Bright Horizon is an old-time radio soap opera in the United States. It was broadcast on CBS August 25, 1941 - July 6, 1945. The program initially had an alternate title, The Story of Michael West.

Format
Bright Horizon was a spinoff of the Big Sister radio program. To help with the transition, Alice Frost, who played Ruth Wayne in the original series, was heard in the first episodes of the spinoff. Michael West, the main character in the new program, was a singer on Big Sister. With the switch to Bright Horizon, he continued singing but also used his law degree "and gradually became more involved in a law career, at one time considering a run for governor."

In 1942, a review of the program in Billboard said, in part:The quality is none too high on Bright Horizon, ... but at least the 15 minutes on the shot caught had enough action to sustain a sort of infantile interest, and the acting level was for the most part surprisingly high.

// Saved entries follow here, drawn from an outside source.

#[cfg(test)]
mod tests {
    use super::*;

    /// `val x` with a statement node: File[Statement[val, " ", x], "\n"]
    fn sample() -> (Tree, NodeId, [NodeId; 4]) {
        let mut tree = Tree::new(ElementKind::File);
        let root = tree.root();
        let stmt = tree.new_composite(ElementKind::Statement);
        let val = tree.new_leaf(ElementKind::ValKeyword, "val");
        let ws = tree.new_leaf(ElementKind::Whitespace, " ");
        let x = tree.new_leaf(ElementKind::Identifier, "x");
        let nl = tree.new_leaf(ElementKind::Whitespace, "\n");
        tree.append_child(stmt, val).unwrap();
        tree.append_child(stmt, ws).unwrap();
        tree.append_child(stmt, x).unwrap();
        tree.append_child(root, stmt).unwrap();
        tree.append_child(root, nl).unwrap();
        (tree, stmt, [val, ws, x, nl])
    }

    #[test]
    fn text_and_offsets() {
        let (tree, stmt, [val, ws, x, nl]) = sample();
        assert_eq!(tree.to_text(), "val x\n");
        assert_eq!(tree.text(stmt), "val x");
        assert_eq!(tree.text_range(val), 0..3);
        assert_eq!(tree.text_range(ws), 3..4);
        assert_eq!(tree.text_range(x), 4..5);
        assert_eq!(tree.text_range(nl), 5..6);
        assert_eq!(tree.len(tree.root()), 6);
    }

    #[test]
    fn navigation() {
        let (tree, stmt, [val, ws, x, nl]) = sample();
        assert_eq!(tree.parent(val), Some(stmt));
        assert_eq!(tree.next_sibling(val), Some(ws));
        assert_eq!(tree.prev_sibling(val), None);
        assert_eq!(tree.next_leaf(x), Some(nl));
        assert_eq!(tree.prev_leaf(nl), Some(x));
        assert_eq!(tree.first_leaf(tree.root()), Some(val));
        assert_eq!(tree.last_leaf(tree.root()), Some(nl));
        assert_eq!(tree.leaves(tree.root()), vec![val, ws, x, nl]);
    }

    #[test]
    fn replace_text_updates_every_offset() {
        let (mut tree, stmt, [val, ws, x, nl]) = sample();
        tree.replace_text(ws, "   ").unwrap();
        assert_eq!(tree.to_text(), "val   x\n");
        assert_eq!(tree.text_range(x), 6..7);
        assert_eq!(tree.text_range(nl), 7..8);
        assert_eq!(tree.len(stmt), 7);
        assert_eq!(tree.text_range(val), 0..3);
    }

    #[test]
    fn remove_and_insert() {
        let (mut tree, _, [val, ws, x, nl]) = sample();
        let before = tree.revision();
        tree.remove(ws).unwrap();
        assert_eq!(tree.to_text(), "valx\n");
        assert!(!tree.is_attached(ws));
        assert_eq!(tree.start_offset(nl), 4);

        let semi = tree.new_leaf(ElementKind::Semicolon, ";");
        tree.insert_after(x, semi).unwrap();
        let space = tree.new_leaf(ElementKind::Whitespace, " ");
        tree.insert_before(x, space).unwrap();
        assert_eq!(tree.to_text(), "val x;\n");
        assert_eq!(tree.text_range(val), 0..3);
        assert_eq!(tree.text_range(nl), 6..7);
        assert_eq!(tree.revision(), before + 3);
    }

    #[test]
    fn replace_swaps_nodes() {
        let (mut tree, _, [_, _, x, _]) = sample();
        let y = tree.new_leaf(ElementKind::Identifier, "yy");
        tree.replace(x, y).unwrap();
        assert_eq!(tree.to_text(), "val yy\n");
        assert!(!tree.is_attached(x));
        assert!(tree.is_attached(y));
    }

    #[test]
    fn illegal_mutations() {
        let (mut tree, stmt, [val, _, x, _]) = sample();
        let root = tree.root();
        assert_eq!(tree.remove(root), Err(TreeError::RootMutation("removed")));
        assert_eq!(tree.replace_text(stmt, "x"), Err(TreeError::NotALeaf(stmt)));
        assert_eq!(tree.insert_before(x, val), Err(TreeError::AlreadyAttached(val)));
        assert_eq!(tree.append_child(x, tree.root()), Err(TreeError::RootMutation("inserted")));

        let leaf = tree.new_leaf(ElementKind::Identifier, "z");
        assert_eq!(tree.append_child(val, leaf), Err(TreeError::NotAComposite(val)));
        assert_eq!(tree.remove(leaf), Err(TreeError::Detached(leaf)));

        tree.remove(stmt).unwrap();
        assert_eq!(
            tree.append_child(stmt, stmt),
            Err(TreeError::Cycle {
                node: stmt,
                anchor: stmt
            })
        );
    }

    #[test]
    fn line_column_counts_chars() {
        assert_eq!(line_column("ab\ncd", 0), (1, 1));
        assert_eq!(line_column("ab\ncd", 3), (2, 1));
        assert_eq!(line_column("ab\ncd", 4), (2, 2));
        assert_eq!(line_column("é\nx", 3), (2, 1));
        assert_eq!(line_column("ab", 99), (1, 3));
    }

    fn assert_positions_match_text(tree: &Tree) {
        let text = tree.to_text();
        for offset in 0..=text.len() + 1 {
            assert_eq!(
                tree.line_column(offset),
                line_column(&text, offset),
                "offset {offset} in {text:?}"
            );
        }
    }

    #[test]
    fn tree_line_column_agrees_with_text() {
        use crate::parser::{Parser, SourceParser};

        let mut tree = SourceParser::new()
            .parse("package a\n\n// é note\nfun f() {\n    g(1, \"ü\")\n}\n")
            .unwrap();
        assert_positions_match_text(&tree);

        let blank = tree
            .leaves(tree.root())
            .into_iter()
            .find(|&n| tree.leaf_text(n) == Some("\n\n"))
            .unwrap();
        tree.replace_text(blank, "\n").unwrap();
        assert_positions_match_text(&tree);

        let last = tree.last_leaf(tree.root()).unwrap();
        tree.remove(last).unwrap();
        assert_positions_match_text(&tree);

        assert_eq!(Tree::new(ElementKind::File).line_column(3), (1, 1));
    }

    #[test]
    fn earliest_edit_tracks_lowest_changed_offset() {
        let (mut tree, _, [val, ws, x, nl]) = sample();
        assert_eq!(tree.earliest_edit(), None);

        tree.replace_text(nl, "\n\n").unwrap();
        assert_eq!(tree.earliest_edit(), Some(6));
        tree.replace_text(x, "xy").unwrap();
        assert_eq!(tree.earliest_edit(), Some(5));
        tree.remove(ws).unwrap();
        assert_eq!(tree.earliest_edit(), Some(3));

        tree.clear_earliest_edit();
        tree.replace_text(val, "val").unwrap();
        let empty = tree.new_leaf(ElementKind::Whitespace, "");
        tree.insert_before(val, empty).unwrap();
        assert_eq!(tree.earliest_edit(), None);

        let detached = tree.new_composite(ElementKind::Statement);
        let leaf = tree.new_leaf(ElementKind::Identifier, "z");
        tree.append_child(detached, leaf).unwrap();
        assert_eq!(tree.earliest_edit(), None);
    }

    #[test]
    fn node_ids_are_arena_indices() {
        let mut tree = Tree::new(ElementKind::File);
        let ids: Vec<NodeId> = (0..1000)
            .map(|_| tree.new_leaf(ElementKind::Whitespace, " "))
            .collect();
        assert_eq!(tree.root().index(), 0);
        assert!(ids.iter().enumerate().all(|(i, id)| id.index() == i + 1));
    }

    #[test]
    fn comment_revision_moves_only_for_comments() {
        let (mut tree, _, [_, ws, _, nl]) = sample();
        let start = tree.comment_revision();
        tree.replace_text(ws, "  ").unwrap();
        assert_eq!(tree.comment_revision(), start);

        let comment = tree.new_leaf(ElementKind::EolComment, "// note");
        tree.insert_before(nl, comment).unwrap();
        assert_eq!(tree.comment_revision(), start + 1);
        tree.replace_text(comment, "// other").unwrap();
        assert_eq!(tree.comment_revision(), start + 2);
        tree.remove(comment).unwrap();
        assert_eq!(tree.comment_revision(), start + 3);
    }
}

Bright Horizon was sponsored by Lever Brothers, advertising Swan Soap.

Personnel
Characters in Bright Horizon and the actors and actresses who portrayed them are shown in the table below.

Source: Radio Programs, 1924-1984: A Catalog of More Than 1800 Shows, except as noted.

Others heard on the program were Skip Homeier, Jackie Grimes, Santos Ortega and Chester Stratton.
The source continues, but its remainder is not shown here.